PROBLEM STATEMENT: Copy the lines below exactly. Start at the first and finish with the line containing "use crate::context::GenerationContext;".

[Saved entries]

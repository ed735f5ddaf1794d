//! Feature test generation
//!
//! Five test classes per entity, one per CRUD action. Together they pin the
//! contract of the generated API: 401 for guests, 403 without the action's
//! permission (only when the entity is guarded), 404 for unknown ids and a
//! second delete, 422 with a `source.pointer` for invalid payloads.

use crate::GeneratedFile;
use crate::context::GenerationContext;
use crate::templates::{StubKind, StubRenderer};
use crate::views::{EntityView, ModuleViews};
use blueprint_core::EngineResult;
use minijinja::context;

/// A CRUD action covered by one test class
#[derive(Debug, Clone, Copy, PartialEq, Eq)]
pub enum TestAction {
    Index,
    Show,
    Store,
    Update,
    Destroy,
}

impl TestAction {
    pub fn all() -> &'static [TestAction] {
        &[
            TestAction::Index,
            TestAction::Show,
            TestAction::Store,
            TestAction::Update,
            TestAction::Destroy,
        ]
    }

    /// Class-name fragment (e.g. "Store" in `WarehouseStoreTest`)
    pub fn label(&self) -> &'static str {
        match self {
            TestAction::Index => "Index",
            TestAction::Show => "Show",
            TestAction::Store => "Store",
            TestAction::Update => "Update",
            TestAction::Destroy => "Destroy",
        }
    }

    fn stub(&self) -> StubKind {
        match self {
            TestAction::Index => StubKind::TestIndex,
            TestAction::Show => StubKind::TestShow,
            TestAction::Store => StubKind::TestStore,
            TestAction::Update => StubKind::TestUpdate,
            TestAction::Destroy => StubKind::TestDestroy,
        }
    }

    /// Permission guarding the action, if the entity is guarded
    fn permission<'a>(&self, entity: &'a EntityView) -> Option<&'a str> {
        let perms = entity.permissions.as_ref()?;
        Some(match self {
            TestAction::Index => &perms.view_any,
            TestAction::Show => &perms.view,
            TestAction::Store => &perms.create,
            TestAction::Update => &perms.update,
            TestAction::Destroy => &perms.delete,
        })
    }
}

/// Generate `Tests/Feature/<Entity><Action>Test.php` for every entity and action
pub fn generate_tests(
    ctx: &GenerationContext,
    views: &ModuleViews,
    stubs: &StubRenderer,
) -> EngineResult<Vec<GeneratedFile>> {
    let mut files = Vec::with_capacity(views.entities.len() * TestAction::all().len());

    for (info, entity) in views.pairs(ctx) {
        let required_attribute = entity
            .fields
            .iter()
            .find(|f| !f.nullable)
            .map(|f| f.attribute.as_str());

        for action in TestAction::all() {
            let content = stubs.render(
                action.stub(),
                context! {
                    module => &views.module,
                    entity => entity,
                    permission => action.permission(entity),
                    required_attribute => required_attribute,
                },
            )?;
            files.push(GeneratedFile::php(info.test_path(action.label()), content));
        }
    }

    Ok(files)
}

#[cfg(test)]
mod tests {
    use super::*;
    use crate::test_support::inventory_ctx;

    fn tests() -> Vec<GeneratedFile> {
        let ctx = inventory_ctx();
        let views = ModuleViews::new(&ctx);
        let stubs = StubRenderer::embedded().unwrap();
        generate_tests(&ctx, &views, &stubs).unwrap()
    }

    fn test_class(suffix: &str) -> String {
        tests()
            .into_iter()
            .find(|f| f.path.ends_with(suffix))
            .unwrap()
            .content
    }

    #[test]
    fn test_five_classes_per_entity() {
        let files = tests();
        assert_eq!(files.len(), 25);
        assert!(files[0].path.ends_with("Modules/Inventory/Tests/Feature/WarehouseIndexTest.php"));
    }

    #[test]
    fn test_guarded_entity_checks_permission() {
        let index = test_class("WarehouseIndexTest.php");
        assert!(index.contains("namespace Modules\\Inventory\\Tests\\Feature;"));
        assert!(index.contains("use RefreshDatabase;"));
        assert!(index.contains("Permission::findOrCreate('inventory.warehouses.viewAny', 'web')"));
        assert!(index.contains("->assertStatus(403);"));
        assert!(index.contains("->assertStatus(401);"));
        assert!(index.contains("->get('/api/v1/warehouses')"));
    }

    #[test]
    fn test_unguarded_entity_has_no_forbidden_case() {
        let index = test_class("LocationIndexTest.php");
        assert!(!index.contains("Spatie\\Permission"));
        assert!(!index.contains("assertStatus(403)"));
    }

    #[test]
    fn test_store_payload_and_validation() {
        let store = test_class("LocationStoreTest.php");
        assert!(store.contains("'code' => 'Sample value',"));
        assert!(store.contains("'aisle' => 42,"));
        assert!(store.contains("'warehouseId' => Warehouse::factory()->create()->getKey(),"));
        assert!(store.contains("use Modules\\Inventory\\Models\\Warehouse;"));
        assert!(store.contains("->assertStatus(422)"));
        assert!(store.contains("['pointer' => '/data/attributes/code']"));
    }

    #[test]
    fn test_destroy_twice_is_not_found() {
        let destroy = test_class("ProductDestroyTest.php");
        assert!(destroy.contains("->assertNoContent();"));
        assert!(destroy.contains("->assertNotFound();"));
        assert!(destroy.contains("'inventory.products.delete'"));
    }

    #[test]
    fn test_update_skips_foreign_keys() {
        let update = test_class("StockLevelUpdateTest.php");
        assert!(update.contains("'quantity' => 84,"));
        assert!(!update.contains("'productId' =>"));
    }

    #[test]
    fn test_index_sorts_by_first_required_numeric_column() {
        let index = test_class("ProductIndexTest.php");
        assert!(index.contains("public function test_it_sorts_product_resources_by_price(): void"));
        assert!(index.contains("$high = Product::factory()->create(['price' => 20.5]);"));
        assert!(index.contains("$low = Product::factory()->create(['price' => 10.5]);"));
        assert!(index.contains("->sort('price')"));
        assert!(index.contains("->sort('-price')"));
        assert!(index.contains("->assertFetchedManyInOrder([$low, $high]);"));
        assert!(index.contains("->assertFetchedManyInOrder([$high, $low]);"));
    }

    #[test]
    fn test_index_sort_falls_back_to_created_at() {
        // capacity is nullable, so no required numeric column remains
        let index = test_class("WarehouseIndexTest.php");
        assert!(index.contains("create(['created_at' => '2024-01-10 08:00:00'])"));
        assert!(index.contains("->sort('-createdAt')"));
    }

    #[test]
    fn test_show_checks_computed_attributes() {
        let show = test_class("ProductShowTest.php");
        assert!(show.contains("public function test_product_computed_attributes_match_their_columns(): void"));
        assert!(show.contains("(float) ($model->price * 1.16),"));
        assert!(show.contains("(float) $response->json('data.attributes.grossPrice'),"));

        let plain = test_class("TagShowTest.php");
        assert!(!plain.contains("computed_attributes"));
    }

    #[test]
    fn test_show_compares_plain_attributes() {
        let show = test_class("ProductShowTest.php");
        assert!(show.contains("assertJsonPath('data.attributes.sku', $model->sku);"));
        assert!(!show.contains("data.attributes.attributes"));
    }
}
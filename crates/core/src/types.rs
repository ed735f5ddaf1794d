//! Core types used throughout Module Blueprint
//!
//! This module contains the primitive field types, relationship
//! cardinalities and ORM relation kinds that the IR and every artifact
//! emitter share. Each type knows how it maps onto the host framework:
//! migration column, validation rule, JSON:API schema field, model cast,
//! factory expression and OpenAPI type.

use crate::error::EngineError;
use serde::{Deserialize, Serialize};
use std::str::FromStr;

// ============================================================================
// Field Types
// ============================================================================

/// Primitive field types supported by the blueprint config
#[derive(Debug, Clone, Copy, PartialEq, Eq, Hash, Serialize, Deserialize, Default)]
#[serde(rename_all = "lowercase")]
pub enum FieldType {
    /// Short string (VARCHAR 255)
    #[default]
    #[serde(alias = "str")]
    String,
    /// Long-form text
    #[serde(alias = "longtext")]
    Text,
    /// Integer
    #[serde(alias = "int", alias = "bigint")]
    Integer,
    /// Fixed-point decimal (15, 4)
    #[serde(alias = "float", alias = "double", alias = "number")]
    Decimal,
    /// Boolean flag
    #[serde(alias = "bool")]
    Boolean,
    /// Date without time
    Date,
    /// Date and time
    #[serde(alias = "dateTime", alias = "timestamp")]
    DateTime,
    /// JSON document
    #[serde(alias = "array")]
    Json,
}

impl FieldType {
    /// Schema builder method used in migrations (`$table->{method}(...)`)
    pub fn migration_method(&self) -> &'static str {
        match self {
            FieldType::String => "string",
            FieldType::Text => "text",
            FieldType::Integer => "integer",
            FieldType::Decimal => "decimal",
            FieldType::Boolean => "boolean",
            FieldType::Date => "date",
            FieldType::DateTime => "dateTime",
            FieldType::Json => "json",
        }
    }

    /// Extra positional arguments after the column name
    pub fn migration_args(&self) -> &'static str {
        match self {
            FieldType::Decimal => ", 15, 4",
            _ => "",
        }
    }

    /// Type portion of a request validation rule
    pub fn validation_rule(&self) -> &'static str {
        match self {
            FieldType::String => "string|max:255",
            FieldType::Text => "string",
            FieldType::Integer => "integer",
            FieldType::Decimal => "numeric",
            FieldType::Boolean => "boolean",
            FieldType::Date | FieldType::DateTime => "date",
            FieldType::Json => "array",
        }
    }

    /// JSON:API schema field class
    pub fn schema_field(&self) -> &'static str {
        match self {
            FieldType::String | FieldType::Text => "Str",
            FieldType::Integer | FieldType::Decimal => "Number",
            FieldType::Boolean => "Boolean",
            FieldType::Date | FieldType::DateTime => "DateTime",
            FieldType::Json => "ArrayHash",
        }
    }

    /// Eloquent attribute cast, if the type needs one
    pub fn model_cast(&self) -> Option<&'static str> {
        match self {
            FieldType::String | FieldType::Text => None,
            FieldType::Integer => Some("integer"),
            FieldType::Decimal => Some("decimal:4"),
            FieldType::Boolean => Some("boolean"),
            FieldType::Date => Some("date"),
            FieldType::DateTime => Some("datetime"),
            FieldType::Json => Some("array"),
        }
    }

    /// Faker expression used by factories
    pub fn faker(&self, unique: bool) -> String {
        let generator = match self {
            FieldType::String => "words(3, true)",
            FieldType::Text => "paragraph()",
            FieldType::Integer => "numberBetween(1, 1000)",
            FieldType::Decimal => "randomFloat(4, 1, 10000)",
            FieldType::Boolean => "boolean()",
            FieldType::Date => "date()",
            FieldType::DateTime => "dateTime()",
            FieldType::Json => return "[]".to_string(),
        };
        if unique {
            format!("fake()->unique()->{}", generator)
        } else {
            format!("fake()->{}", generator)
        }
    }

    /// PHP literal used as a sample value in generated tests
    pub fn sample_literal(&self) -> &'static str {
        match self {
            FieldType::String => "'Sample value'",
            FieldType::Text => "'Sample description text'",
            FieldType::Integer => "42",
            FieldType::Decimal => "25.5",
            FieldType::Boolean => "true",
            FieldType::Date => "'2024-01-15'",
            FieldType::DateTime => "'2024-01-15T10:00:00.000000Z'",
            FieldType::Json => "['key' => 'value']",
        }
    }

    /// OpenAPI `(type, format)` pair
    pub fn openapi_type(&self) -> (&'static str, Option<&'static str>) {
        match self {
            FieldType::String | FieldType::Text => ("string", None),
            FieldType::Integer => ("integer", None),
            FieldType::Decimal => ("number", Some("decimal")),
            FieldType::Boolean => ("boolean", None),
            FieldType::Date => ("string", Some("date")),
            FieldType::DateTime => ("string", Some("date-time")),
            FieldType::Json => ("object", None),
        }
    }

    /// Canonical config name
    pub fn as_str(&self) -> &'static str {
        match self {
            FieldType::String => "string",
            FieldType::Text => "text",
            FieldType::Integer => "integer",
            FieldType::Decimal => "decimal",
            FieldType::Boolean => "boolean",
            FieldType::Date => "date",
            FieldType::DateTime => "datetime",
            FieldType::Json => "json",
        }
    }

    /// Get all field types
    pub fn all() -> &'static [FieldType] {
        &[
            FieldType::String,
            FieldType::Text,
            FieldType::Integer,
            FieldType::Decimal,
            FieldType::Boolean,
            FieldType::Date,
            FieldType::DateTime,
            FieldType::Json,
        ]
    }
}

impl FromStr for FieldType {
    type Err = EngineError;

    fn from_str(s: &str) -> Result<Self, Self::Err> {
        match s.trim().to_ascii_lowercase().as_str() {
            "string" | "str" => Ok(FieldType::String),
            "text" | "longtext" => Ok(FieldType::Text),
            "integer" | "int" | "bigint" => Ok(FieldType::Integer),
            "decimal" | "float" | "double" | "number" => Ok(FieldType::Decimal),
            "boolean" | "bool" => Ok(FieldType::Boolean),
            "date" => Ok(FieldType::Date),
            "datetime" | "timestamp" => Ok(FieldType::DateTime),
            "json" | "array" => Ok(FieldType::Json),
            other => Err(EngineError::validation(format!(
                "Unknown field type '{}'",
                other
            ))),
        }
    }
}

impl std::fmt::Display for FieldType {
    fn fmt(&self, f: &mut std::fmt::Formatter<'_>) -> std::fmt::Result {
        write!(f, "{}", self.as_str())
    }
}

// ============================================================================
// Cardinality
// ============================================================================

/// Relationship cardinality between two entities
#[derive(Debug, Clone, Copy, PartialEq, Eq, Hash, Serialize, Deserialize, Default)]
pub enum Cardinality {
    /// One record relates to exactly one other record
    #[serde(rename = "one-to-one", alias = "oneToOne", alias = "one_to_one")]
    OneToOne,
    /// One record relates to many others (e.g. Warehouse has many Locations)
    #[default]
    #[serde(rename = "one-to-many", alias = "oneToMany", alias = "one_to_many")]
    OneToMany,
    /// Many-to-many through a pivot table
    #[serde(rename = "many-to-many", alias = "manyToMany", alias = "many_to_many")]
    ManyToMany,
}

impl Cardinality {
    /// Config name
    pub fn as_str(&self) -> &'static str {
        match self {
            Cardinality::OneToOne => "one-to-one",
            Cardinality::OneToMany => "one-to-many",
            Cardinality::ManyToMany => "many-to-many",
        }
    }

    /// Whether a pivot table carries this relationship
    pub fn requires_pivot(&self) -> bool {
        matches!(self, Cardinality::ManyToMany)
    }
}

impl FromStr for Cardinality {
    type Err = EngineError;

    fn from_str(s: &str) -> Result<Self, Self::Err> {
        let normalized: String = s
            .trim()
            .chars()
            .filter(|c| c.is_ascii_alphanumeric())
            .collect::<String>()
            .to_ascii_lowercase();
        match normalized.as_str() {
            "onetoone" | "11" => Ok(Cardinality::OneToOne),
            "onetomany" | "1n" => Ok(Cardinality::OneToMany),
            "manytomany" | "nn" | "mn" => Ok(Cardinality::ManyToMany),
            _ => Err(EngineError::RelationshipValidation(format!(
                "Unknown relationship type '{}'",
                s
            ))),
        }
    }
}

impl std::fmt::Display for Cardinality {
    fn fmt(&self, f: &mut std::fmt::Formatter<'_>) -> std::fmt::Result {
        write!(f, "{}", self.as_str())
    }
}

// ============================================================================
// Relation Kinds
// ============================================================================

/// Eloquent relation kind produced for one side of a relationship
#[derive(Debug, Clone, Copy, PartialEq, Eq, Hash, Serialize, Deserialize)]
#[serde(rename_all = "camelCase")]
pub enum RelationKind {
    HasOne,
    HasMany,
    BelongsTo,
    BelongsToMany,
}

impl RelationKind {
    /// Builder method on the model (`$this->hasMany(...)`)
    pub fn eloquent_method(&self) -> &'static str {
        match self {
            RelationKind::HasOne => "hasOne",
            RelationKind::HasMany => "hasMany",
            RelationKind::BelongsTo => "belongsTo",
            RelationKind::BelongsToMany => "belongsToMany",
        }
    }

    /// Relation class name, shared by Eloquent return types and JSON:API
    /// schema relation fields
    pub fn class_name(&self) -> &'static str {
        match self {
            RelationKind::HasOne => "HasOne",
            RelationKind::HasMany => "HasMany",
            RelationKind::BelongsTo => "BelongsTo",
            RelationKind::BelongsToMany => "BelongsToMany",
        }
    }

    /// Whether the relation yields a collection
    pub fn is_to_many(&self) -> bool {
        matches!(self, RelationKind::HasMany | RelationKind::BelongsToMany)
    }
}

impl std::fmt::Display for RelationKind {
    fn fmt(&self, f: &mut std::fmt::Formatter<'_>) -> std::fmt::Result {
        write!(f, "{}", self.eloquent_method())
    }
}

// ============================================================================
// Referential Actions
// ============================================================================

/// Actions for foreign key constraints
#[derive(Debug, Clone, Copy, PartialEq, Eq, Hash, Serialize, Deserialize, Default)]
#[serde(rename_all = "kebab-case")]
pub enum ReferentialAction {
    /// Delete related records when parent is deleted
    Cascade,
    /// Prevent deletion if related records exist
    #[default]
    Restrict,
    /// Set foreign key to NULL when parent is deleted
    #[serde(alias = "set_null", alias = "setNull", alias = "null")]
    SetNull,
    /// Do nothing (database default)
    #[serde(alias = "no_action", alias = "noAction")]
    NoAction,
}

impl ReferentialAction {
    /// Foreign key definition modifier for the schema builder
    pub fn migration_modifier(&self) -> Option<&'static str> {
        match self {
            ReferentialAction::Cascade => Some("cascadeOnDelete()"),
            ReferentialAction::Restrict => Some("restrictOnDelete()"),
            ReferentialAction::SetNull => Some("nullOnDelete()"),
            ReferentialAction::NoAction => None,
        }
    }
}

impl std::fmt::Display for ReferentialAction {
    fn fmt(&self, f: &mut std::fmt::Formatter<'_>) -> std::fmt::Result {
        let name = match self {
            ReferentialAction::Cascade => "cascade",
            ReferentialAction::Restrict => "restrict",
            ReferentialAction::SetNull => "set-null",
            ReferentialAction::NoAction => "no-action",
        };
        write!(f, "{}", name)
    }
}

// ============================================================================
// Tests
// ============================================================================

THE ANSWER:
repository ed735f5ddaf1794d
//! Feature test generation
//!
//! Five test classes per entity, one per CRUD action. Together they pin the
//! contract of the generated API: 401 for guests, 403 without the action's
//! permission (only when the entity is guarded), 404 for unknown ids and a
//! second delete, 422 with a `source.pointer` for invalid payloads.

use crate::GeneratedFile;
use crate::context::GenerationContext;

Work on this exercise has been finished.